━━━ DATASET

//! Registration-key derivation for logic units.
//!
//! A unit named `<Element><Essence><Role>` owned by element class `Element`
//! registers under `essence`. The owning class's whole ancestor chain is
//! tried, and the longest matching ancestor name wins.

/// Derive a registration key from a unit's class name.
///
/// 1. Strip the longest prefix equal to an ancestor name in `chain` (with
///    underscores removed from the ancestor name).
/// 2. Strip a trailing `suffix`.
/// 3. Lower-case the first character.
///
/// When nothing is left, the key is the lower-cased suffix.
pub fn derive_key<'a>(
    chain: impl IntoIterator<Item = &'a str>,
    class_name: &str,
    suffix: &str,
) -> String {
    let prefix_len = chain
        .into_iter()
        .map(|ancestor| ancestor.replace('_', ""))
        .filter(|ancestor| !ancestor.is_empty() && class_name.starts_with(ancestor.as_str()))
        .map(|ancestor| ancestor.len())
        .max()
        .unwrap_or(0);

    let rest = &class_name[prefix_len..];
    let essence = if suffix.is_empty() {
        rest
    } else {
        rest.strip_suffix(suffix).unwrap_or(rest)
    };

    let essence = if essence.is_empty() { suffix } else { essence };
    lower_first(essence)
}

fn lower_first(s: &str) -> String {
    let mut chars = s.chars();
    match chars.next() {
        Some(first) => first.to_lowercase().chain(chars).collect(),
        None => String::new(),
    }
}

━━━━━━
━━━ DATASET

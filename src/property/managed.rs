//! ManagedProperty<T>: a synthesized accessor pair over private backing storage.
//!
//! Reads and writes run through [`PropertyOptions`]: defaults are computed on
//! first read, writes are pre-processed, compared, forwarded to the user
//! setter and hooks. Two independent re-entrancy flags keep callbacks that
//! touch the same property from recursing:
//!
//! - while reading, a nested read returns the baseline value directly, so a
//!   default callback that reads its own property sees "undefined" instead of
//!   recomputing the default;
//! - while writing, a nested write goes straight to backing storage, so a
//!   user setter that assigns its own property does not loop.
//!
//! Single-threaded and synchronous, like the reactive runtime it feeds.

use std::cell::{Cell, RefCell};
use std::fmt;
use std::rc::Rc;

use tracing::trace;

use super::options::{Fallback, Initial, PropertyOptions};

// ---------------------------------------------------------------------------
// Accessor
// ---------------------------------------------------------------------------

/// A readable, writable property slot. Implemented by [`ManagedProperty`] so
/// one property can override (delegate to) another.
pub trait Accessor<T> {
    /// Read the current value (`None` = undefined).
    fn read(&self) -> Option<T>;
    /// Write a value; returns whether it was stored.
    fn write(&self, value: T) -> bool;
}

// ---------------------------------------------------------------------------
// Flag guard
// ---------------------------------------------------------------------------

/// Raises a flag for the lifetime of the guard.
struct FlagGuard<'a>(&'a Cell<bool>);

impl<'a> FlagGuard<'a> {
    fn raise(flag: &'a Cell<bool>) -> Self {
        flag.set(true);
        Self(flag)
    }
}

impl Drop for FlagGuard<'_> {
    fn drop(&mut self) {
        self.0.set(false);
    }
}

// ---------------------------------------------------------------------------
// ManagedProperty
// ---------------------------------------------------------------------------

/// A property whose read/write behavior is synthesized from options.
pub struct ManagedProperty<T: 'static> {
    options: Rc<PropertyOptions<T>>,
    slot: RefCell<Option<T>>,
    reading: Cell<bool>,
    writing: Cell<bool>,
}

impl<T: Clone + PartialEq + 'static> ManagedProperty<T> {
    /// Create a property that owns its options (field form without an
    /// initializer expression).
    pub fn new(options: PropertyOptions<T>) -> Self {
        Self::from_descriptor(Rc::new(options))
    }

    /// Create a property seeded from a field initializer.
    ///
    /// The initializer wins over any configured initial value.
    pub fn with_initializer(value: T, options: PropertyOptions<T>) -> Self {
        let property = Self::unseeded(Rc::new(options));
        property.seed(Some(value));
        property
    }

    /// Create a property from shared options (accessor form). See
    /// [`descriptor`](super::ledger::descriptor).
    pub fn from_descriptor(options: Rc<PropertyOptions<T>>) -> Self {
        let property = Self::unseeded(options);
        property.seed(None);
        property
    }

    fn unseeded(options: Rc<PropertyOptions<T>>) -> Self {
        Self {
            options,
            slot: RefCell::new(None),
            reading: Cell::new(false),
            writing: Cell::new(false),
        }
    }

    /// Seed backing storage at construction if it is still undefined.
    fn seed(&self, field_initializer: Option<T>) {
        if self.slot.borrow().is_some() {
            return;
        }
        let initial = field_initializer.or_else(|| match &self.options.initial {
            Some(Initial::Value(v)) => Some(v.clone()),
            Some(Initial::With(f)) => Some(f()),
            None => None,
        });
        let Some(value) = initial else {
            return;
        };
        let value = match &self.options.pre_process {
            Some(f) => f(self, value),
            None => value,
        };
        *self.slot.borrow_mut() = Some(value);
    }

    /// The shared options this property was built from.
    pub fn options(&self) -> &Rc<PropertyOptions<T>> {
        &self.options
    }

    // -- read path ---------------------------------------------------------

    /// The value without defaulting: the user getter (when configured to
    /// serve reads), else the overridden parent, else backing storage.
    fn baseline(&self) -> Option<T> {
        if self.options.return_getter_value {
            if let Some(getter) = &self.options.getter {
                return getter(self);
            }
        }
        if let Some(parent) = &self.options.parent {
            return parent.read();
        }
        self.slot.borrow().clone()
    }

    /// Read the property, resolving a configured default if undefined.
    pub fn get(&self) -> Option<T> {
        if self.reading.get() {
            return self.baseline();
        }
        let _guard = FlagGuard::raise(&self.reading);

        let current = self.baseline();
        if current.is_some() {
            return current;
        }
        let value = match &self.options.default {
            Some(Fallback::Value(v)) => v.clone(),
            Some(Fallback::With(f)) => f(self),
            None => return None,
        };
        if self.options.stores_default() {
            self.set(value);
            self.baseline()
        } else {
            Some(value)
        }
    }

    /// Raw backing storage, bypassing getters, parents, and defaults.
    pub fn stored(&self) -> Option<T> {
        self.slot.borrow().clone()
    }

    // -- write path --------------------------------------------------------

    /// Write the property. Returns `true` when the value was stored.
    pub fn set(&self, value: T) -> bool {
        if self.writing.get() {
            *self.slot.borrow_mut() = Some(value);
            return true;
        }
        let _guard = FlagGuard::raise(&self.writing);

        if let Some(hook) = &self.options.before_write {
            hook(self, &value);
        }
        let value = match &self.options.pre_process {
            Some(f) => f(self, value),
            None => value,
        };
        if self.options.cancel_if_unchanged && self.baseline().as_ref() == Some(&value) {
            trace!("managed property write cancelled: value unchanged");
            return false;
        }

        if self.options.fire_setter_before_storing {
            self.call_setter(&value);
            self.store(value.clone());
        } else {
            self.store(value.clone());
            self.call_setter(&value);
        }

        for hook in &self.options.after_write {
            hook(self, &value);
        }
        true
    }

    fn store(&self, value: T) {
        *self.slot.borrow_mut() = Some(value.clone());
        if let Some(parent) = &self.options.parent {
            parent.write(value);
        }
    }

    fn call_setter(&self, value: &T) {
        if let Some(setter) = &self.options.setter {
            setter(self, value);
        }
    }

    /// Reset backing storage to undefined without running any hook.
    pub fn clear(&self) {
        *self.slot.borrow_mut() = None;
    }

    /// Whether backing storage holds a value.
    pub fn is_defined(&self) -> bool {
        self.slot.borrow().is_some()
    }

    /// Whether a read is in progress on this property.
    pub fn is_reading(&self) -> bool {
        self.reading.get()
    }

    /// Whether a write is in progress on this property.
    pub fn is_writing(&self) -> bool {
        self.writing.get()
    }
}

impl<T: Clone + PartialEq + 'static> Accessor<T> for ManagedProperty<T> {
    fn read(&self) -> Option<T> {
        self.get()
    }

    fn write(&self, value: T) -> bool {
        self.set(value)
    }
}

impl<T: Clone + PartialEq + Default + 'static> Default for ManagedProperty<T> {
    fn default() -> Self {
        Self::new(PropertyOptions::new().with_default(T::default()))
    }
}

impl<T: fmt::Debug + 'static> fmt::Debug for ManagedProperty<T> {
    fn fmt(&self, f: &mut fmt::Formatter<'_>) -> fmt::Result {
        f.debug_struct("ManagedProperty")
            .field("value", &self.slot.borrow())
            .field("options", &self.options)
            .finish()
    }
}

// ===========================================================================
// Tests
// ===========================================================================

━━━━━━

ASSIGNMENT: Return exactly the lines above from the line that has "for logic units." through the line that has "ancestor name wins.", inclusive, and nothing else.

OUTPUT OF THE EXERCISE:
//! Registration-key derivation for logic units.
//!
//! A unit named `<Element><Essence><Role>` owned by element class `Element`
//! registers under `essence`. The owning class's whole ancestor chain is
//! tried, and the longest matching ancestor name wins.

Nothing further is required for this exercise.